OK, so we’ve got code for genes and code for individuals.  If we want to simulate evolution, we’re going to need a population.

Static Population Size

The first point to make is that we’re going to use a static population size. In reality populations are not necessarily static; populations grow and shrink.  However, in general populations follow a sigmoidal growth curve similar to this (idealised) one:

Population Growth Curve

Now, if we look at the right-hand end of the graph the population we can see that the population is a constant size. So in our model we’re assuming that our population if mature and constant. This model doesn’t fit all population types – some just don’t follow this model – but the majority of animal populations do follow this model.
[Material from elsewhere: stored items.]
//! Whole-file duplication
//!
//! Detects files whose first half equals their second half, tolerating up to
//! two extra blank lines at the end, and keeps the first half.

use crate::text::{is_blank, join_lines, split_lines};
use crate::traits::{Fix, Fixer};

/// Files shorter than this are too small to carry a meaningful duplicate
const MIN_LINES: usize = 4;

/// Misalignment tolerated at the end of the file
const OFFSETS: [usize; 3] = [0, 1, 2];

/// Keeps the first half of files that are their own content twice
#[derive(Debug, Clone, Copy, Default)]
pub struct HalfFileFixer;

/// Length of the first half when the file is a doubled copy of it
///
/// For each offset, `mid = (total - offset) / 2` and the file qualifies when
/// `lines[..mid] == lines[mid..2 * mid]`, the half holds real content, and the
/// leftover lines past `2 * mid` are blank.
pub fn find_half_duplicate(lines: &[&str]) -> Option<usize> {
    let total = lines.len();
    if total < MIN_LINES {
        return None;
    }

    OFFSETS.iter().find_map(|&offset| {
        if total <= offset * 2 {
            return None;
        }

        let mid = (total - offset) / 2;
        let (first, rest) = lines.split_at(mid);

        let halves_match = first == &rest[..mid];
        let has_content = first.iter().any(|line| !is_blank(line));
        let leftover_blank = lines[mid * 2..].iter().all(|line| is_blank(line));

        (halves_match && has_content && leftover_blank).then_some(mid)
    })
}

impl Fixer for HalfFileFixer {
    fn name(&self) -> &'static str {
        "half-file"
    }

    fn title(&self) -> &'static str {
        "Removing Half-File Duplicates"
    }

    fn fix(&self, content: &str) -> Option<Fix> {
        let lines = split_lines(content);
        let mid = find_half_duplicate(&lines)?;
        Some(Fix::new(join_lines(&lines[..mid]), lines.len() - mid))
    }
}

#[cfg(test)]
mod tests {
    use super::*;

    const DTO: &str = "export class CreateQuizDto {\n  title: string;\n  questions: string[];\n}\n";

    #[test]
    fn even_split() {
        let fix = HalfFileFixer.fix(&format!("{DTO}{DTO}")).unwrap();
        assert_eq!(fix.content, DTO);
        assert_eq!(fix.removed_lines, 4);
    }

    #[test]
    fn tolerates_trailing_blank_lines() {
        let fix = HalfFileFixer.fix(&format!("{DTO}{DTO}\n\n")).unwrap();
        assert_eq!(fix.content, DTO);
        assert_eq!(fix.removed_lines, 6);
    }

    #[test]
    fn missing_final_newline_still_matches() {
        let doubled = format!("{DTO}{}", DTO.trim_end());
        let fix = HalfFileFixer.fix(&doubled).unwrap();
        assert_eq!(fix.content, DTO);
    }

    #[test]
    fn extra_code_after_second_half_is_not_a_duplicate() {
        let content = format!("{DTO}{DTO}export const X = 1;\n");
        assert!(HalfFileFixer.fix(&content).is_none());
    }

    #[test]
    fn repeated_first_lines_are_not_a_duplicate() {
        // With offset 2, mid is 1: lines 0 and 1 match but the leftover is code.
        let content = "}\n}\nexport const A = 1;\nexport const B = 2;\nexport const C = 3;\n";
        assert!(HalfFileFixer.fix(content).is_none());
    }

    #[test]
    fn blank_halves_are_ignored() {
        assert!(HalfFileFixer.fix("\n\n\n\n").is_none());
    }

    #[test]
    fn small_files_are_ignored() {
        assert!(HalfFileFixer.fix("a\na\n").is_none());
    }

    #[test]
    fn unique_file_is_untouched() {
        assert!(HalfFileFixer.fix(DTO).is_none());
    }

    #[test]
    fn reports_half_length() {
        let lines = ["a", "b", "a", "b", ""];
        assert_eq!(find_half_duplicate(&lines), Some(2));
    }
}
Plus it’s much, much easier to write.

Generational Overlap

Populations in simulations can be split into two distict categories:  non-overlapping generations and overlapping generations.

Non-overlapping generations are the simplest model, so we’ll tack those first.  In a non-overlapping generation model, each generation dies at the end of the ‘year’ to be replaced by a completely new population. In programming terms, we create a second list of individuals of the same length as the original and let individuals from the ‘parent’ population reproduce, placing their offspring into the ‘offspring’ population until the offspring population is full.  We then delete the parent population and replace it with the new one.

Overlapping populations are a little different; individuals in the population can live for more than one year. When individuals do die, they leave ‘gaps’ in the population that can be filled by offspring. In programming terms we perform a mortality operation that kills off some of the individuals (usually in a way related to a measure of their evolutionary fitness), and then fill the empty spaces in the population with offspring.  This is more complex than a non-overlapping model as we need to keep track of the ‘gaps’ that mortality opens up in the population as well as perform fitness-dependent mortality.

Writing Generic Population Code

I’ve decided to write population code for both overlapping and non-overlapping populations using generics in .NET 2.  We can then create a basic ‘individual’ class that we can modify for our own purposes depending on what we want to do with out simulation, while re-using the same population code over and over again.

Firstly we have to deal with the ‘individual’ class that we’ve already created.

Improving the Individual : Interactions

So far our individuals are isolated from one another. In a true population they interact to some degree; at the very least they mate. We have to make a design decision here:  the basic population code will remain the same for almost all simulations, but the code for the individuals in the population will change a lot.  What I’m going to do is use an interface for the individuals, and use generics for the population.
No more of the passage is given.